RDC – Politique : La passe d’armes se durcit au lendemain de la marche de la Coalition Article 64 (C64). Après les critiques de l’ancien ministre des Finances Nicolas Kazadi sur la mobilisation de l’opposition du 15 septembre, Martin Fayulu lui a répondu avec virulence, allant jusqu’à mettre directement en cause sa gestion et son train de vie.

La polémique prend une nouvelle dimension dans un contexte politique déjà tendu en République démocratique du Congo. Au lendemain de la manifestation organisée par la C64 contre tout projet de changement de la Constitution, Nicolas Kazadi avait estimé que la « faible mobilisation » de l’opposition ne permettait pas, selon lui, de conclure à l’existence d’une crise politique intérieure majeure. Il avait plutôt appelé à concentrer les efforts sur la crise sécuritaire dans l’Est du pays.

Une sortie qui n’a manifestement pas laissé Martin Fayulu indifférent.

Fayulu contre-attaque et exige la restitution des fonds publics

Réagissant aux propos de l’ancien argentier national, le président de l’ECiDé a durci le ton. Martin Fayulu a notamment appelé tous ceux qu’il accuse de s’être « distribué l’argent de l’État » à restituer les fonds aux caisses publiques.

Dans cette offensive verbale, l’opposant s’en est particulièrement pris à Nicolas Kazadi, contestant sa capacité à justifier, selon lui, le niveau de richesse et le train de vie qu’il affiche.

Fayulu est allé jusqu’à qualifier l’ancien ministre de « l’un des plus grands voleurs de ce pays », une accusation particulièrement grave qui relève de son appréciation politique et qui ne constitue pas, en elle-même, l’établissement d’une culpabilité judiciaire.

« Qu’il se taise » : une attaque frontale

Pour Martin Fayulu, Nicolas Kazadi devrait plutôt s’expliquer sur son propre bilan que commenter le niveau de mobilisation de l’opposition.

L’opposant estime que les prises de parole de l’ancien ministre pourraient viser à redorer son image politique et à préparer, selon lui, un éventuel retour aux affaires gouvernementales.

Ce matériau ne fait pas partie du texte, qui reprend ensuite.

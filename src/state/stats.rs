//! Aggregate counts derived from the selection store.

use serde::{Deserialize, Serialize};

use crate::model::Category;
use crate::state::SelectionStore;

/// Per-category counts plus the number of unclassified photos.
#[derive(Debug, Clone, Copy, Default, PartialEq, Eq, Serialize, Deserialize)]
pub struct Stats {
    pub impresion: usize,
    pub caja_usb: usize,
    pub caja_fotos: usize,
    pub redes_sociales: usize,
    pub descartada: usize,
    #[serde(rename = "sinClasificar")]
    pub unclassified: usize,
}

impl Stats {
    /// Count for a single category.
    pub fn count(&self, category: Category) -> usize {
        match category {
            Category::Impresion => self.impresion,
            Category::CajaUsb => self.caja_usb,
            Category::CajaFotos => self.caja_fotos,
            Category::RedesSociales => self.redes_sociales,
            Category::Descartada => self.descartada,
        }
    }

    fn count_mut(&mut self, category: Category) -> &mut usize {
        match category {
            Category::Impresion => &mut self.impresion,
            Category::CajaUsb => &mut self.caja_usb,
            Category::CajaFotos => &mut self.caja_fotos,
            Category::RedesSociales => &mut self.redes_sociales,
            Category::Descartada => &mut self.descartada,
        }
    }

    /// True when the category is over its recommended limit.
    pub fn exceeds_limit(&self, category: Category) -> bool {
        category
            .limit()
            .is_some_and(|limit| self.count(category) > limit)
    }
}

/// Compute statistics for `selections` over a catalog of `catalog_size` photos.
///
/// `unclassified` is the catalog size minus the number of stored records,
/// which relies on the store never holding an all-false record.
pub fn compute_stats(selections: &SelectionStore, catalog_size: usize) -> Stats {
    let mut stats = Stats::default();
    for (_, assignment) in selections.iter() {
        for category in assignment.categories() {
            *stats.count_mut(category) += 1;
        }
    }
    stats.unclassified = catalog_size.saturating_sub(selections.len());
    stats
}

Cette confrontation intervient alors que Nicolas Kazadi, aujourd’hui député national élu de Miabi, a publiquement soutenu que la manifestation de la C64 ne traduisait pas une crise politique intérieure majeure et que la priorité devait rester la situation sécuritaire dans l’Est de la RDC.

Le dispositif sécuritaire du 15 septembre au cœur des critiques

Martin Fayulu a également reproché à Nicolas Kazadi son silence concernant le dispositif sécuritaire déployé lors de la marche du 15 septembre à Kinshasa.

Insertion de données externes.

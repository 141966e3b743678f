//! Native entry point: inspect and export the locally stored selections.
//!
//! ```text
//! fotosel-native [stats|summary|export <path>]
//! ```

#[cfg(not(target_arch = "wasm32"))]
use fotosel::{ConfirmKind, Frontend, NotificationLevel, state::ConfirmChoice};

/// Terminal frontend: toasts go to the log, downloads go to a file.
#[cfg(not(target_arch = "wasm32"))]
struct CliFrontend {
    export_path: Option<std::path::PathBuf>,
}

#[cfg(not(target_arch = "wasm32"))]
impl Frontend for CliFrontend {
    fn notify(&mut self, level: NotificationLevel, message: &str) {
        match level {
            NotificationLevel::Success => log::info!("{}", message),
            NotificationLevel::Warning => log::warn!("{}", message),
            NotificationLevel::Error => log::error!("{}", message),
        }
    }

    fn confirm(&mut self, kind: ConfirmKind) -> ConfirmChoice {
        log::debug!("No interactive prompt for {:?}", kind);
        ConfirmChoice::Abort
    }

    fn download(&mut self, filename: &str, contents: &str) -> Result<(), String> {
        let path = self
            .export_path
            .clone()
            .unwrap_or_else(|| std::path::PathBuf::from(filename));
        std::fs::write(&path, contents).map_err(|e| format!("{}: {}", path.display(), e))?;
        println!("📥 {}", path.display());
        Ok(())
    }

    fn copy_text(&mut self, text: &str) -> Result<(), String> {
        print!("{}", text);
        Ok(())
    }
}

#[cfg(not(target_arch = "wasm32"))]
fn main() {
    use fotosel::model::{Catalog, Category};
    use fotosel::storage::FileStore;
    use fotosel::{AppConfig, SelectorApp};

    let config = AppConfig::load_from_default_path().unwrap_or_default();
    env_logger::Builder::new()
        .filter_level(config.preferences.log_level.to_level_filter())
        .parse_default_env()
        .init();

    let store = match FileStore::open_default() {
        Ok(store) => store,
        Err(e) => {
            eprintln!("Cannot open selection storage: {}", e);
            std::process::exit(1);
        }
    };
    log::info!("Using storage directory {:?}", store.dir());

    let app = SelectorApp::new(Catalog::event(), config, store);
    let mut args = std::env::args().skip(1);
    let command = args.next();
    let mut frontend = CliFrontend {
        export_path: args.next().map(std::path::PathBuf::from),
    };

    match command.as_deref() {
        None | Some("stats") => {
            let stats = app.stats();
            for category in Category::ALL {
                let count = stats.count(category);
                match category.limit() {
                    Some(limit) => println!("{}: {}/{}", category.label(), count, limit),
                    None => println!("{}: {}", category.label(), count),
                }
            }
            println!("Sin Clasificar: {}", stats.unclassified);
        }
        Some("summary") => app.copy_summary(&mut frontend),
        Some("export") => app.export_report(&mut frontend),
        Some(other) => {
            eprintln!(
                "Unknown command '{}'. Usage: fotosel-native [stats|summary|export <path>]",
                other
            );
            std::process::exit(2);
        }
    }
}

// WASM doesn't use main(), it uses wasm_bindgen's start function
#[cfg(target_arch = "wasm32")]
fn main() {}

L’opposant lui reproche notamment de ne pas avoir réagi au déploiement, qu’il attribue à des forces venues de Kanyama Kasese, pour disperser des manifestants sur plusieurs axes de la capitale.

Cette question s’inscrit dans les controverses qui ont entouré la manifestation de la C64. Des rassemblements avaient notamment été organisés à l’Échangeur de Limete et à Bandalungwa, tandis que des dispersions et des arrestations ont été signalées dans plusieurs localités du pays.

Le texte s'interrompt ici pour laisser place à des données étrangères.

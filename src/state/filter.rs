//! Gallery filters and filtered navigation.

use serde::{Deserialize, Serialize};

use crate::model::Category;
use crate::state::{SelectionStore, Stats};

/// Which photos the gallery shows.
#[derive(Debug, Clone, Copy, PartialEq, Eq, Default, Serialize, Deserialize)]
pub enum Filter {
    /// Every photo
    #[default]
    All,
    /// Photos with the given committed flag
    Category(Category),
    /// Photos with no committed flag
    Unclassified,
}

impl Filter {
    /// Every filter in button order.
    pub fn all() -> [Filter; 7] {
        [
            Filter::All,
            Filter::Category(Category::Impresion),
            Filter::Category(Category::CajaUsb),
            Filter::Category(Category::CajaFotos),
            Filter::Category(Category::RedesSociales),
            Filter::Category(Category::Descartada),
            Filter::Unclassified,
        ]
    }

    /// Slug used by the filter buttons.
    pub fn slug(&self) -> &'static str {
        match self {
            Filter::All => "all",
            Filter::Category(category) => category.slug(),
            Filter::Unclassified => "sin-clasificar",
        }
    }

    /// Parse a filter button slug.
    pub fn from_slug(slug: &str) -> Option<Self> {
        Self::all().into_iter().find(|f| f.slug() == slug)
    }

    /// Button label with the current count, e.g. `Impresión (12/100)`.
    pub fn label(&self, stats: &Stats, catalog_size: usize) -> String {
        match self {
            Filter::All => format!("Todas ({catalog_size})"),
            Filter::Category(category) => {
                let count = stats.count(*category);
                match category.limit() {
                    Some(limit) => format!("{} ({count}/{limit})", category.label()),
                    None => format!("{} ({count})", category.label()),
                }
            }
            Filter::Unclassified => format!("Sin Clasificar ({})", stats.unclassified),
        }
    }
}

/// Direction of modal navigation.
#[derive(Debug, Clone, Copy, PartialEq, Eq, Serialize, Deserialize)]
pub enum Direction {
    Next,
    Prev,
}

/// Whether the photo at `index` is shown under `filter`.
pub fn is_visible(index: usize, filter: Filter, selections: &SelectionStore) -> bool {
    match filter {
        Filter::All => true,
        Filter::Category(category) => selections.has(index, category),
        Filter::Unclassified => selections
            .get(index)
            .is_none_or(|assignment| assignment.is_empty()),
    }
}

/// Nearest index strictly after (`Next`) or before (`Prev`) `start` that is
/// visible under `filter`. Never wraps around.
pub fn find_nearest_visible(
    start: usize,
    direction: Direction,
    filter: Filter,
    selections: &SelectionStore,
    catalog_size: usize,
) -> Option<usize> {
    let visible = |i: &usize| is_visible(*i, filter, selections);
    match direction {
        Direction::Next => (start.saturating_add(1)..catalog_size).find(visible),
        Direction::Prev => (0..start.min(catalog_size)).rev().find(visible),
    }
}

/// All indices visible under `filter`, in catalog order.
pub fn visible_indices(filter: Filter, selections: &SelectionStore, catalog_size: usize) -> Vec<usize> {
    (0..catalog_size)
        .filter(|&i| is_visible(i, filter, selections))
        .collect()
}

#[cfg(test)]
mod tests {
    use super::*;
    use crate::model::CategoryAssignment;
    use crate::state::compute_stats;

    fn sample() -> SelectionStore {
        let mut selections = SelectionStore::new();
        selections.commit(1, CategoryAssignment::with(&[Category::Impresion]));
        selections.commit(4, CategoryAssignment::with(&[Category::Impresion, Category::CajaUsb]));
        selections.commit(6, CategoryAssignment::with(&[Category::Descartada]));
        selections
    }

    #[test]
    fn test_slug_roundtrip() {
        for filter in Filter::all() {
            assert_eq!(Filter::from_slug(filter.slug()), Some(filter));
        }
        assert_eq!(Filter::from_slug("caja_usb"), None);
    }

    #[test]
    fn test_visibility() {
        let selections = sample();
        assert!(is_visible(0, Filter::All, &selections));
        assert!(is_visible(4, Filter::Category(Category::CajaUsb), &selections));
        assert!(!is_visible(1, Filter::Category(Category::CajaUsb), &selections));
        assert!(is_visible(0, Filter::Unclassified, &selections));
        assert!(!is_visible(6, Filter::Unclassified, &selections));
    }

    #[test]
    fn test_visible_indices() {
        let selections = sample();
        assert_eq!(
            visible_indices(Filter::Category(Category::Impresion), &selections, 8),
            [1, 4]
        );
        assert_eq!(
            visible_indices(Filter::Unclassified, &selections, 8),
            [0, 2, 3, 5, 7]
        );
    }

    #[test]
    fn test_nearest_visible_skips_hidden() {
        let selections = sample();
        let print = Filter::Category(Category::Impresion);
        assert_eq!(find_nearest_visible(1, Direction::Next, print, &selections, 8), Some(4));
        assert_eq!(find_nearest_visible(4, Direction::Prev, print, &selections, 8), Some(1));
        // Start need not be visible itself
        assert_eq!(find_nearest_visible(2, Direction::Next, print, &selections, 8), Some(4));
    }

    #[test]
    fn test_nearest_visible_does_not_wrap() {
        let selections = sample();
        let print = Filter::Category(Category::Impresion);
        assert_eq!(find_nearest_visible(4, Direction::Next, print, &selections, 8), None);
        assert_eq!(find_nearest_visible(1, Direction::Prev, print, &selections, 8), None);
        assert_eq!(find_nearest_visible(0, Direction::Prev, Filter::All, &selections, 8), None);
        assert_eq!(find_nearest_visible(7, Direction::Next, Filter::All, &selections, 8), None);
    }

    #[test]
    fn test_round_trip_between_neighbours() {
        let selections = sample();
        for filter in Filter::all() {
            let visible = visible_indices(filter, &selections, 8);
            for pair in visible.windows(2) {
                let (a, b) = (pair[0], pair[1]);
                assert_eq!(
                    find_nearest_visible(a, Direction::Next, filter, &selections, 8),
                    Some(b)
                );
                assert_eq!(
                    find_nearest_visible(b, Direction::Prev, filter, &selections, 8),
                    Some(a)
                );
            }
            if let (Some(&first), Some(&last)) = (visible.first(), visible.last()) {
                assert_eq!(find_nearest_visible(first, Direction::Prev, filter, &selections, 8), None);
                assert_eq!(find_nearest_visible(last, Direction::Next, filter, &selections, 8), None);
            }
        }
    }

    #[test]
    fn test_labels() {
        let selections = sample();
        let stats = compute_stats(&selections, 8);
        assert_eq!(Filter::All.label(&stats, 8), "Todas (8)");
        assert_eq!(
            Filter::Category(Category::Impresion).label(&stats, 8),
            "Impresión (2/100)"
        );
        assert_eq!(
            Filter::Category(Category::CajaUsb).label(&stats, 8),
            "Caja USB (1/1)"
        );
        assert_eq!(
            Filter::Category(Category::Descartada).label(&stats, 8),
            "Descartadas (1)"
        );
        assert_eq!(Filter::Unclassified.label(&stats, 8), "Sin Clasificar (5)");
    }
}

Une bataille politique qui dépasse désormais la marche

Au-delà du débat sur l’ampleur de la mobilisation du 15 septembre, l’échange entre Martin Fayulu et Nicolas Kazadi révèle une fracture persistante sur la lecture de la situation politique congolaise.

D’un côté, Nicolas Kazadi considère que la priorité doit être donnée à la crise sécuritaire et à la mise en œuvre des engagements diplomatiques, notamment ceux liés aux accords de Washington.

De l’autre, Martin Fayulu continue de placer au centre du débat la question de l’ordre constitutionnel, de la gouvernance et de la responsabilité des dirigeants.

La polémique entre les deux hommes pourrait ainsi s’inscrire dans une confrontation politique plus large, alors que le débat sur l’avenir institutionnel du pays et le dialogue national continue de prendre de l’ampleur.